Let $X$ be a spectrum, and let $x : S^0 \to X$ be a map. Let the stable James construction $J(X,x)$ denote the free $E_1$ ring on the $E_0$-ring $(X,x)$. It is computed as the colimit of the $\Delta^{inj}$-indexed diagram $X \rightrightarrows X \otimes X \cdots$ where the coface map $d^i_n : X^{\otimes n-1} \to X^{\otimes n}$ is given by $id_X \otimes \cdots \otimes x \otimes \cdots \otimes id_X$ with $x$ in the $i$th slot. Let $J_n(X)$ denote the colimit of the restriction of this diagram to a $\Delta^{inj}_{\leq n}$-indexed diagram, so that $J(X)$ is the filtered colimit of the $J_n(X)$'s.

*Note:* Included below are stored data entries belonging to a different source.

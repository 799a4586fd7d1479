//! Study companion: a cosmetic leveling system driven by session completion.
//!
//! The companion is keyed independently of user progress. It gains XP when a
//! session closes, carrying overflow into level-ups, and keeps its own daily
//! streak with its own date policy (stale dates are ignored rather than
//! restarting the streak).

use chrono::NaiveDate;
use serde::{Deserialize, Serialize};

use crate::progress::streak::{advance, GapPolicy, StreakState};

/// XP needed per companion level.
pub const XP_PER_LEVEL: u32 = 100;

/// Cosmetic companion variant.
#[derive(Debug, Clone, Copy, PartialEq, Eq, Hash, Serialize, Deserialize, Default)]
#[serde(rename_all = "snake_case")]
pub enum PetType {
    #[default]
    Cat,
    Dragon,
    Robot,
}

impl std::fmt::Display for PetType {
    fn fmt(&self, f: &mut std::fmt::Formatter<'_>) -> std::fmt::Result {
        let name = match self {
            PetType::Cat => "cat",
            PetType::Dragon => "dragon",
            PetType::Robot => "robot",
        };
        write!(f, "{}", name)
    }
}

/// Result of an XP award, computed in one step so callers observe the
/// level-up decision and the new totals together.
#[derive(Debug, Clone, Copy, PartialEq, Eq, Serialize, Deserialize)]
pub struct XpAward {
    /// XP granted by this award.
    pub gained: u32,
    /// Levels gained from carrying overflow (0 when no level-up).
    pub levels_gained: u32,
}

impl XpAward {
    /// Whether the award produced at least one level-up.
    pub fn leveled_up(&self) -> bool {
        self.levels_gained > 0
    }
}

/// Per-user companion state.
///
/// Entry invariant: `xp < XP_PER_LEVEL` after every award (overflow always
/// carries into levels).
#[derive(Debug, Clone, Serialize, Deserialize, PartialEq)]
pub struct Companion {
    /// Owning user.
    pub user: String,
    /// Cosmetic variant.
    pub pet_type: PetType,
    /// Current level, starting at 1.
    pub level: u32,
    /// XP toward the next level, always below [`XP_PER_LEVEL`].
    pub xp: u32,
    /// Consecutive study days.
    pub streak_days: u32,
    /// Last day that counted toward the companion streak.
    pub last_streak_date: Option<NaiveDate>,
}

impl Companion {
    /// Create a fresh companion for a user.
    pub fn new(user: impl Into<String>, pet_type: PetType) -> Self {
        Self {
            user: user.into(),
            pet_type,
            level: 1,
            xp: 0,
            streak_days: 0,
            last_streak_date: None,
        }
    }

    /// Add raw XP, carrying overflow into level-ups.
    ///
    /// A single large award can produce several level-ups; the carry loop
    /// runs until the entry invariant `xp < XP_PER_LEVEL` holds again.
    pub fn add_xp(&mut self, amount: u32) -> XpAward {
        let mut levels_gained = 0;
        self.xp += amount;
        while self.xp >= XP_PER_LEVEL {
            self.xp -= XP_PER_LEVEL;
            self.level += 1;
            levels_gained += 1;
        }
        XpAward {
            gained: amount,
            levels_gained,
        }
    }

    /// Award XP for a completed session.
    ///
    /// `xp_gain = floor(cards_studied * (1 + accuracy))`, so a perfect
    /// session is worth double its card count. Sessions with no cards
    /// studied award nothing.
    pub fn award_session_xp(&mut self, cards_studied: u32, cards_correct: u32) -> XpAward {
        if cards_studied == 0 {
            return XpAward {
                gained: 0,
                levels_gained: 0,
            };
        }
        let accuracy = cards_correct as f64 / cards_studied as f64;
        let gain = (cards_studied as f64 * (1.0 + accuracy)) as u32;
        self.add_xp(gain)
    }

    /// Advance the companion streak for an event on `event_date`.
    ///
    /// Events dated other than `today` are ignored ([`GapPolicy::RequireToday`]).
    pub fn update_streak(&mut self, event_date: NaiveDate, today: NaiveDate) {
        let streak = advance(
            StreakState {
                current: self.streak_days,
                last_date: self.last_streak_date,
            },
            event_date,
            today,
            GapPolicy::RequireToday,
        );
        self.streak_days = streak.current;
        self.last_streak_date = streak.last_date;
    }
}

Question: Let $Y$ be a finite spectrum. Is it the case that $J(X) \otimes Y = 0$ iff $x^{\otimes n} \otimes id_Y : Y \to X^{\otimes n} \otimes Y$ is null for some $n \in \mathbb N$?
Notes:
Certainly we have that $J(X) \otimes Y = 0$ iff $Y \to J_n(X) \otimes Y$ is null for some $n \in \mathbb N$. If this holds with $n = 1$, then trivially we have $x \otimes Y = 0$ as desired.

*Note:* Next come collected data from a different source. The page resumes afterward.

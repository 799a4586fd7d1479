//! In-memory study storage.
//!
//! Thread-safe implementation backed by `RwLock<StudyState>`, primarily for
//! unit tests and embedding. Every transactional write holds the write lock
//! across check and apply, which is what makes the triple write atomic.

use std::sync::RwLock;

use crate::core::card::Card;
use crate::core::review::ReviewEvent;
use crate::core::session::StudySession;
use crate::error::Result;
use crate::progress::companion::Companion;
use crate::progress::tracker::UserProgress;
use crate::service::{CloseOutcome, ReviewOutcome};
use crate::storage::state::StudyState;
use crate::storage::StudyStore;

/// In-memory study store.
#[derive(Debug, Default)]
pub struct MemoryStudyStore {
    state: RwLock<StudyState>,
}

impl MemoryStudyStore {
    /// Create a new empty in-memory store.
    pub fn new() -> Self {
        Self::default()
    }

    /// Number of review events recorded across all sessions.
    pub fn event_count(&self) -> usize {
        self.state.read().unwrap().events.len()
    }

    /// Clear all stored state.
    pub fn clear(&self) {
        *self.state.write().unwrap() = StudyState::default();
    }
}

impl StudyStore for MemoryStudyStore {
    fn get_card(&self, id: &str) -> Result<Option<Card>> {
        Ok(self.state.read().unwrap().cards.get(id).cloned())
    }

    fn put_card(&self, card: &Card) -> Result<()> {
        self.state
            .write()
            .unwrap()
            .cards
            .insert(card.id.clone(), card.clone());
        Ok(())
    }

    fn list_deck_cards(&self, deck_id: &str) -> Result<Vec<Card>> {
        let state = self.state.read().unwrap();
        let mut cards: Vec<Card> = state
            .cards
            .values()
            .filter(|c| c.deck_id == deck_id)
            .cloned()
            .collect();
        cards.sort_by(|a, b| a.id.cmp(&b.id));
        Ok(cards)
    }

    fn get_session(&self, id: &str) -> Result<Option<StudySession>> {
        Ok(self.state.read().unwrap().sessions.get(id).cloned())
    }

    fn put_session(&self, session: &StudySession) -> Result<()> {
        self.state
            .write()
            .unwrap()
            .sessions
            .insert(session.id.clone(), session.clone());
        Ok(())
    }

    fn get_progress(&self, user: &str) -> Result<Option<UserProgress>> {
        Ok(self.state.read().unwrap().progress.get(user).cloned())
    }

    fn put_progress(&self, progress: &UserProgress) -> Result<()> {
        self.state
            .write()
            .unwrap()
            .progress
            .insert(progress.user.clone(), progress.clone());
        Ok(())
    }

    fn get_companion(&self, user: &str) -> Result<Option<Companion>> {
        Ok(self.state.read().unwrap().companions.get(user).cloned())
    }

    fn put_companion(&self, companion: &Companion) -> Result<()> {
        self.state
            .write()
            .unwrap()
            .companions
            .insert(companion.user.clone(), companion.clone());
        Ok(())
    }

    fn list_session_events(&self, session_id: &str) -> Result<Vec<ReviewEvent>> {
        let state = self.state.read().unwrap();
        Ok(state
            .events
            .iter()
            .filter(|e| e.session_id == session_id)
            .cloned()
            .collect())
    }

    fn apply_review(
        &self,
        expected_card: &Card,
        expected_session: &StudySession,
        outcome: &ReviewOutcome,
    ) -> Result<()> {
        let mut state = self.state.write().unwrap();
        state.apply_review(expected_card, expected_session, outcome)
    }

    fn apply_close(&self, expected_session: &StudySession, outcome: &CloseOutcome) -> Result<()> {
        let mut state = self.state.write().unwrap();
        state.apply_close(expected_session, outcome)
    }
}

#[cfg(test)]
mod tests {
    use super::*;
    use crate::storage::traits::tests::test_study_store_conformance;

    #[test]
    fn test_memory_store_conformance() {
        let store = MemoryStudyStore::new();
        test_study_store_conformance(&store);
    }

    #[test]
    fn test_store_usable_through_shared_reference() {
        let store = MemoryStudyStore::new();
        let by_ref: &MemoryStudyStore = &store;
        test_study_store_conformance(&by_ref);
    }

    #[test]
    fn test_clear() {
        let store = MemoryStudyStore::new();
        store
            .put_card(&Card::new("card-1", "alice", "deck-1", "f", "b"))
            .unwrap();
        assert!(store.get_card("card-1").unwrap().is_some());

        store.clear();
        assert!(store.get_card("card-1").unwrap().is_none());
        assert_eq!(store.event_count(), 0);
    }

    #[test]
    fn test_list_deck_cards_is_sorted() {
        let store = MemoryStudyStore::new();
        for id in ["card-3", "card-1", "card-2"] {
            store
                .put_card(&Card::new(id, "alice", "deck-1", "f", "b"))
                .unwrap();
        }

        let ids: Vec<String> = store
            .list_deck_cards("deck-1")
            .unwrap()
            .into_iter()
            .map(|c| c.id)
            .collect();
        assert_eq!(ids, vec!["card-1", "card-2", "card-3"]);
    }
}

If it holds with $n = 2$, then since $J_2(X)$ is the cofiber of $X \xrightarrow{d_2^0 - d_2^1} X \otimes X$, we have a factorization $x \otimes x \otimes id_Y = ((d_2^0 - d_2^1) \otimes id_Y) \circ f$ for some $f : Y \to X \otimes Y$. Then
$$ x^{\otimes 3} = \sum_{i = 0}^2 (-1)^i x^{\otimes 3} = \sum_{i = 0}^2 (-1)^i d_3^i \circ (x \otimes x)$$
$$ x^{\otimes 3} \otimes id_Y = \sum_{i = 0}^2 (-1)^i (d_3^i \otimes id_Y) \circ (x \otimes x \otimes id_Y) $$ $$ = \sum_{i = 0}^2 (-1)^i (d_3^i \otimes id_Y) \circ ((d_2^0 - d_2^1) \otimes id_Y) \circ f = 0$$
The last equation is because we have $(x \otimes x \otimes id_X - x \otimes id_X \otimes x) - (x \otimes x \otimes id_X - id_X \otimes x \otimes x) + (x \otimes id_X \otimes x - id_X \otimes x \otimes x) = 0$.
I suspect this computation generalizes, but as $n$ gets bigger, the expression for $J_n(X)$ in terms of the $X^{\otimes i}$ gets more complicated and I'm not sure how to proceed.